A Rising Warrior

A Rising Warrior


Hiya lovelies!


You might have noticed that my recipe section doesn’t have too much ompf to it. I started A Rising Warrior post-knee surgery and since I couldn’t even bend my knee and was on crutches, I wasn’t really doing all that much cooking. In fact it sort of was the opposite where my mom had to do eveeerrrythinngg for me (she’s the best). To cheer me up she would wake me up with my favourite avocado toast. For all you knee warriors out there, don’t forget to tell the people taking care of you how much you appreciate them!


Anyway, I diverge. The point of my rambling is that now that I’m healed (for the most part), I am able to get my cooking on! So be prepared for lots of yummy and healthy recipes ?. One of my main philosophies is that to feel like a strong warrior, we have to nourish ourselves like a warrior.


A really delicious and healthy dish that is one of my favourite recipes is quinoa stuffed baked red peppers. I found this recipe on the amazing Minimalist Baker.


These peppers are good for groups as well. I haven’t done much entertaining this year but I’d definitely make this recipe for say the super bowl. (I’m finally getting into the American groove even though sometimes I still get a bit confused by American football rules..shh☺️).


Anyhoo, here are the ingredients:

-Four large red bell peppers, deseeded and sliced in half. (Great source of vitamin C; raw red peppers may also have eye-healthy nutrients. We cook them in this dish, but still good to know!)

-1 cup Quinoa (Amazing source of protein)

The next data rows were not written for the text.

//! Events emitted while a turn runs
//!
//! Observers see each step as it happens, so the output of a turn that later
//! fails on a backend error is still reported.

use crate::ai::coordinator::Directive;
use crate::ai::roles::RoleKey;
use crate::tools::ToolExecution;

#[derive(Debug, Clone)]
pub enum TurnEvent {
    /// The router picked a role
    Routed { role: RoleKey },
    /// The routed role answered
    AgentResponse { role: RoleKey, text: String },
    /// A tool call found in some response was executed
    ToolExecuted(ToolExecution),
    /// The coordinator found a directive in the lead's response
    DirectiveDetected(Directive),
    /// A dispatched role answered (or the coordinator reported an unknown role)
    SubAgentResponse { role: RoleKey, text: String },
}

impl TurnEvent {
    pub fn kind(&self) -> &'static str {
        match self {
            TurnEvent::Routed { .. } => "turn.routed",
            TurnEvent::AgentResponse { .. } => "agent.response",
            TurnEvent::ToolExecuted(_) => "tool.result",
            TurnEvent::DirectiveDetected(_) => "coordinator.directive",
            TurnEvent::SubAgentResponse { .. } => "coordinator.response",
        }
    }
}

impl std::fmt::Display for TurnEvent {
    fn fmt(&self, f: &mut std::fmt::Formatter<'_>) -> std::fmt::Result {
        match self {
            TurnEvent::Routed { role } => write!(f, "[Router] -> {}", role),
            TurnEvent::AgentResponse { role, text } | TurnEvent::SubAgentResponse { role, text } => {
                write!(f, "[{} responds]: {}", role, text)
            }
            TurnEvent::ToolExecuted(execution) => write!(
                f,
                "[Executed {}] => {}",
                execution.display_call(),
                execution.result.content
            ),
            TurnEvent::DirectiveDetected(directive) => write!(
                f,
                "[Coordinator] Instruction detected for {}: \"{}\"",
                directive.target_role, directive.instruction
            ),
        }
    }
}

/// Receives turn events in order
pub trait TurnObserver {
    fn on_event(&mut self, event: &TurnEvent);
}

/// Discards every event
#[cfg(test)]
pub struct NullObserver;

#[cfg(test)]
impl TurnObserver for NullObserver {
    fn on_event(&mut self, _event: &TurnEvent) {}
}

/// Collecting observer, handy for tests and batch callers
impl TurnObserver for Vec<TurnEvent> {
    fn on_event(&mut self, event: &TurnEvent) {
        self.push(event.clone());
    }
}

-2 cups veggie stock. (You can use water as a substitute but veggie stock adds flavour to the quinoa.)

-1/2 cup salsa (plus more for topping!)

-the original recipe called for 1tbsp nutritional yeast, but it was optional so I skipped it. Please let me know if you’ve had both with and without, and if it makes a big difference. Got to make sure my superbowl game is on point ?.)

-2 tsp cumin power

-1 ½ tsp chili powder ?

-1 ½ tsp garlic powder

-1 15 ounce can of black beans, drain them and then add a little salt, if unsalted

-1 cup of corn, drained

Toppings (if you want, sometimes I add all the ingredients, other days I eat just the peppers, both are sooo good)

  • 1 ripe avocado sliced
  • Fresh lime juice
  • Hot sauce
  • Cilantro, chopped
  • Diced Red Onion
  • Salsa



-Pour 1 cup of quinoa (make sure to rinse first!) and 2 cups of veggie stock or water into a pan. Bring it to a boil, and then lower heat, put the lid on and let it simmer.

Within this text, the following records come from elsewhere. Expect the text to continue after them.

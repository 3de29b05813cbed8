use crate::tools::task_store::TaskStore;
use serde::{Deserialize, Serialize};
use std::path::{Path, PathBuf};

/// Tool groups for access control
#[derive(Debug, Clone, Copy, PartialEq, Eq, Hash, Serialize, Deserialize, Default)]
#[serde(rename_all = "lowercase")]
pub enum ToolGroup {
    #[default]
    Tasks,
    Filesystem,
}

impl ToolGroup {
    pub fn all() -> Vec<ToolGroup> {
        vec![ToolGroup::Tasks, ToolGroup::Filesystem]
    }

    pub fn as_str(&self) -> &'static str {
        match self {
            ToolGroup::Tasks => "tasks",
            ToolGroup::Filesystem => "filesystem",
        }
    }
}

/// Tool profiles for quick configuration
#[derive(Debug, Clone, Copy, PartialEq, Eq, Serialize, Deserialize)]
#[serde(rename_all = "lowercase")]
pub enum ToolProfile {
    /// Task creation and listing only
    Tasks,
    /// Task tools plus file writing
    Full,
}

impl Default for ToolProfile {
    fn default() -> Self {
        ToolProfile::Full
    }
}

impl ToolProfile {
    pub fn allowed_groups(&self) -> Vec<ToolGroup> {
        match self {
            ToolProfile::Tasks => vec![ToolGroup::Tasks],
            ToolProfile::Full => ToolGroup::all(),
        }
    }

    pub fn allows(&self, group: ToolGroup) -> bool {
        self.allowed_groups().contains(&group)
    }

    pub fn from_str(s: &str) -> Option<ToolProfile> {
        match s.to_lowercase().as_str() {
            "tasks" | "minimal" => Some(ToolProfile::Tasks),
            "full" => Some(ToolProfile::Full),
            _ => None,
        }
    }
}

/// Tool definition shown to the agents and to the user
#[derive(Debug, Clone, Serialize, Deserialize)]
pub struct ToolDefinition {
    /// Name the agents write in their output, e.g. `TaskManagerTool`
    pub name: String,
    pub description: String,
    /// Example invocation in the textual call syntax
    pub usage: String,
    #[serde(skip)]
    pub group: ToolGroup,
}

/// Result of tool execution
#[derive(Debug, Clone, PartialEq, Eq, Serialize, Deserialize)]
pub struct ToolResult {
    pub success: bool,
    pub content: String,
    #[serde(skip_serializing_if = "Option::is_none")]
    pub error: Option<String>,
}

impl ToolResult {
    pub fn success(content: impl Into<String>) -> Self {
        ToolResult {
            success: true,
            content: content.into(),
            error: None,
        }
    }

    pub fn error(message: impl Into<String>) -> Self {
        let msg = message.into();
        ToolResult {
            success: false,
            content: msg.clone(),
            error: Some(msg),
        }
    }
}

/// A single executed tool call found in agent output
#[derive(Debug, Clone)]
pub struct ToolExecution {
    pub tool_name: String,
    /// `None` for the bare `ToolName()` form
    pub argument: Option<String>,
    pub result: ToolResult,
}

impl ToolExecution {
    /// Render the call the way it appeared in the text
    pub fn display_call(&self) -> String {
        match &self.argument {
            Some(arg) => format!("{}('{}')", self.tool_name, arg),
            None => format!("{}()", self.tool_name),
        }
    }
}

/// Context provided to tools during execution
#[derive(Debug, Clone, Default)]
pub struct ToolContext {
    /// Base directory for relative file paths (current directory when unset)
    pub workspace_dir: Option<PathBuf>,
    /// Task store shared by the task tools
    pub tasks: TaskStore,
}

impl ToolContext {
    pub fn new(tasks: TaskStore) -> Self {
        ToolContext {
            workspace_dir: None,
            tasks,
        }
    }

    pub fn with_workspace(mut self, workspace_dir: impl Into<PathBuf>) -> Self {
        self.workspace_dir = Some(workspace_dir.into());
        self
    }

    /// Resolve a tool-supplied path against the workspace directory.
    /// Absolute paths are returned unchanged.
    pub fn resolve_path(&self, path: &str) -> PathBuf {
        let candidate = Path::new(path);
        match &self.workspace_dir {
            Some(dir) if candidate.is_relative() => dir.join(candidate),
            _ => candidate.to_path_buf(),
        }
    }
}
//! Coordinator - lets the lead role hand work to the other roles
//!
//! The lead's response may contain directives of the form
//!
//! ```text
//! Developer: "Implement login"
//! QA: "Write tests"
//! ```
//!
//! Each directive is dispatched to the named role in order of appearance.
//! Only Developer, QA and DevOps are dispatch targets, and dispatched
//! responses are never scanned for further directives.

use crate::ai::roles::{RoleAgent, RoleCatalog, RoleKey};
use crate::ai::TextGenerator;
use once_cell::sync::Lazy;
use regex::Regex;
use std::collections::HashMap;
use std::sync::Arc;

/// `Role: "instruction"` with the role drawn from the dispatchable set
static DIRECTIVE_PATTERN: Lazy<Regex> = Lazy::new(|| {
    let roles = RoleKey::dispatchable()
        .iter()
        .map(|r| regex::escape(r.as_ref()))
        .collect::<Vec<_>>()
        .join("|");
    Regex::new(&format!(r#"({}):\s*"([^"]+)""#, roles)).unwrap()
});

/// An instruction from the lead role to another role
#[derive(Debug, Clone, PartialEq, Eq)]
pub struct Directive {
    pub target_role: RoleKey,
    pub instruction: String,
}

/// Extract directives in order of appearance
pub fn parse_directives(text: &str) -> Vec<Directive> {
    DIRECTIVE_PATTERN
        .captures_iter(text)
        .filter_map(|caps| {
            let role = RoleKey::from_name(caps.get(1)?.as_str())?;
            Some(Directive {
                target_role: role,
                instruction: caps.get(2)?.as_str().to_string(),
            })
        })
        .collect()
}

/// Fixed dispatch table from role name to agent
pub struct Coordinator {
    agents: HashMap<RoleKey, RoleAgent>,
}

impl Coordinator {
    pub fn new(catalog: &RoleCatalog, generator: Arc<dyn TextGenerator>) -> Self {
        let agents = RoleKey::dispatchable()
            .into_iter()
            .map(|key| (key, RoleAgent::new(catalog.get(key).clone(), generator.clone())))
            .collect();
        Self { agents }
    }

    /// Send `instruction` to the role called exactly `role_name`
    /// (`Developer`, `QA` or `DevOps`).
    ///
    /// Any other name, aliases included, yields a descriptive message
    /// (and no backend call) rather than an error. Backend failures are
    /// returned as `Err`.
    pub async fn dispatch(&self, role_name: &str, instruction: &str) -> Result<String, String> {
        let agent = RoleKey::dispatchable()
            .into_iter()
            .find(|key| key.as_ref() == role_name)
            .and_then(|key| self.agents.get(&key));

        let Some(agent) = agent else {
            log::warn!("[COORDINATOR] No sub-agent for '{}'", role_name);
            return Ok(format!(
                "[Coordinator] Error: no sub-agent exists for '{}'",
                role_name
            ));
        };

        log::info!("[COORDINATOR] Dispatching to {}", agent.role());
        let reply = agent.respond(instruction).await?;
        Ok(reply.text)
    }
}

#[cfg(test)]
mod tests {
    use super::*;
    use crate::ai::testing::StubGenerator;

    fn catalog() -> RoleCatalog {
        RoleCatalog::defaults("llama2", "http://localhost:11434")
    }

    #[test]
    fn test_parse_directives_in_order() {
        let directives = parse_directives(r#"Plan: Developer: "Implement login" QA: "Write tests""#);
        assert_eq!(
            directives,
            vec![
                Directive {
                    target_role: RoleKey::Developer,
                    instruction: "Implement login".to_string()
                },
                Directive {
                    target_role: RoleKey::Qa,
                    instruction: "Write tests".to_string()
                },
            ]
        );
    }

    #[test]
    fn test_parse_directives_multiline_and_whitespace() {
        let text = "DevOps:\n   \"Set up CI\"\nDeveloper:\"Refactor auth\"";
        let directives = parse_directives(text);
        assert_eq!(directives.len(), 2);
        assert_eq!(directives[0].target_role, RoleKey::DevOps);
        assert_eq!(directives[0].instruction, "Set up CI");
        assert_eq!(directives[1].instruction, "Refactor auth");
    }

    #[test]
    fn test_parse_ignores_lead_unknown_and_empty() {
        let text = r#"ProductOwner: "me" Designer: "draw" QA: "" Developer: unquoted"#;
        assert!(parse_directives(text).is_empty());
    }

    #[test]
    fn test_parse_no_escaped_quotes() {
        let directives = parse_directives(r#"QA: "check the \"login\" page""#);
        assert_eq!(directives.len(), 1);
        assert_eq!(directives[0].instruction, r"check the \");
    }

    #[tokio::test]
    async fn test_dispatch_calls_role_agent() {
        let stub = Arc::new(StubGenerator::new("fallback").reply_when("You are QA", "tests written"));
        let coordinator = Coordinator::new(&catalog(), stub.clone());

        let text = coordinator.dispatch("QA", "Write tests").await.unwrap();
        assert_eq!(text, "tests written");

        let calls = stub.calls();
        assert_eq!(calls.len(), 1);
        assert!(calls[0].prompt.ends_with("User question: Write tests"));
    }

    #[tokio::test]
    async fn test_dispatch_unknown_role_is_message_without_backend_call() {
        let stub = Arc::new(StubGenerator::new("should not be used"));
        let coordinator = Coordinator::new(&catalog(), stub.clone());

        let text = coordinator.dispatch("Designer", "draw a logo").await.unwrap();
        assert_eq!(text, "[Coordinator] Error: no sub-agent exists for 'Designer'");

        let lead = coordinator.dispatch("ProductOwner", "x").await.unwrap();
        assert!(lead.starts_with("[Coordinator] Error"));

        assert!(stub.calls().is_empty());
    }

    #[tokio::test]
    async fn test_dispatch_requires_exact_role_name() {
        let stub = Arc::new(StubGenerator::new("should not be used"));
        let coordinator = Coordinator::new(&catalog(), stub.clone());

        for alias in ["dev", "qa", "dev_ops", "developer", " QA"] {
            let text = coordinator.dispatch(alias, "do it").await.unwrap();
            assert_eq!(
                text,
                format!("[Coordinator] Error: no sub-agent exists for '{}'", alias)
            );
        }
        assert!(stub.calls().is_empty());

        let text = coordinator.dispatch("DevOps", "deploy").await.unwrap();
        assert_eq!(text, "should not be used");
    }

    #[tokio::test]
    async fn test_dispatch_propagates_backend_failure() {
        let stub = Arc::new(StubGenerator::new("ok").fail_when("You are DevOps", "model not found"));
        let coordinator = Coordinator::new(&catalog(), stub);

        let err = coordinator.dispatch("DevOps", "deploy").await.unwrap_err();
        assert_eq!(err, "model not found");
    }
}
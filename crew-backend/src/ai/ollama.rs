use crate::ai::TextGenerator;
use async_trait::async_trait;
use reqwest::{header, Client};
use serde::{Deserialize, Serialize};
use std::time::Duration;

/// Default Ollama API URL
pub const DEFAULT_BASE_URL: &str = "http://localhost:11434";

/// Default Ollama model
pub const DEFAULT_MODEL: &str = "llama2";

/// Client for Ollama's `/api/generate` endpoint.
///
/// The endpoint and model are supplied per call, so one client serves every
/// role even when roles point at different servers.
#[derive(Clone)]
pub struct OllamaClient {
    client: Client,
}

#[derive(Debug, Serialize)]
struct OllamaGenerateRequest<'a> {
    model: &'a str,
    prompt: &'a str,
    stream: bool,
}

#[derive(Debug, Deserialize)]
struct OllamaGenerateResponse {
    response: String,
    #[serde(default)]
    done: bool,
}

#[derive(Debug, Deserialize)]
struct OllamaErrorResponse {
    error: String,
}

impl OllamaClient {
    /// Build a client. `timeout` of `None` means requests never time out.
    pub fn new(timeout: Option<Duration>) -> Result<Self, String> {
        let mut headers = header::HeaderMap::new();
        headers.insert(
            header::CONTENT_TYPE,
            header::HeaderValue::from_static("application/json"),
        );

        let mut builder = Client::builder().default_headers(headers);
        if let Some(timeout) = timeout {
            builder = builder.timeout(timeout);
        }

        let client = builder
            .build()
            .map_err(|e| format!("Failed to create HTTP client: {}", e))?;

        Ok(Self { client })
    }

    fn generate_url(endpoint: &str) -> String {
        format!("{}/api/generate", endpoint.trim_end_matches('/'))
    }
}

#[async_trait]
impl TextGenerator for OllamaClient {
    async fn generate(&self, prompt: &str, model: &str, endpoint: &str) -> Result<String, String> {
        let url = Self::generate_url(endpoint);
        let request = OllamaGenerateRequest {
            model,
            prompt,
            stream: false,
        };

        log::info!(
            "[OLLAMA] Sending request to {} with model {} ({} prompt chars)",
            url,
            model,
            prompt.len()
        );
        log::debug!("[OLLAMA] Prompt:\n{}", prompt);

        let response = self
            .client
            .post(&url)
            .json(&request)
            .send()
            .await
            .map_err(|e| {
                if e.is_connect() {
                    format!("Failed to connect to Ollama at {}. Is Ollama running?", endpoint)
                } else if e.is_timeout() {
                    format!("Ollama request to {} timed out", endpoint)
                } else {
                    format!("Ollama API request failed: {}", e)
                }
            })?;

        let status = response.status();
        let body = response
            .text()
            .await
            .map_err(|e| format!("Failed to read Ollama response: {}", e))?;

        if !status.is_success() {
            if let Ok(error_response) = serde_json::from_str::<OllamaErrorResponse>(&body) {
                return Err(format!("Ollama API error: {}", error_response.error));
            }
            return Err(format!(
                "Ollama API returned error status: {}, body: {}",
                status, body
            ));
        }

        log::debug!("[OLLAMA] Raw response:\n{}", body);

        let parsed: OllamaGenerateResponse = serde_json::from_str(&body)
            .map_err(|e| format!("Failed to parse Ollama response: {} - body: {}", e, body))?;

        log::info!(
            "[OLLAMA] Response - content_len: {}, done: {}",
            parsed.response.len(),
            parsed.done
        );

        Ok(parsed.response)
    }
}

Usually quinoa says simmer for 20 minutes but I check often as sometimes it cooks quicker. (You want the quinoa to be nice and fluffy!)

-Preheat oven to 375 degrees Fahrenheit

-Lightly grease baking dish or baking sheet

-Brush the halved peppers with a high heat oil (refined sunflower, refined sesame, refined safflower, refined grape seed, refined canola, refined avocado, and refined almond are all high heat oils)

-Mix quinoa, salsa, cumin, chili powder, garlic powder, black beans, and corn in a large bowl

-Fill each pepper to the brim with the quinoa mix!

-Cover the peppers with a foil

-Bake for 30 minutes, remove foil, and bake for another 15-20 minutes at an increased heat of 400 degrees (Peppers should be soft and slightly browned. If you want the peppers even softer, leave in for an extra 5 minutes or so.)

-Add toppings and enjoy!


Please check out the Minimalist Baker. There are many yummy and simple recipes. They aren’t super overwhelming and don’t involve a MILLION different ingredients which is helpful when you’re cooking on a budget.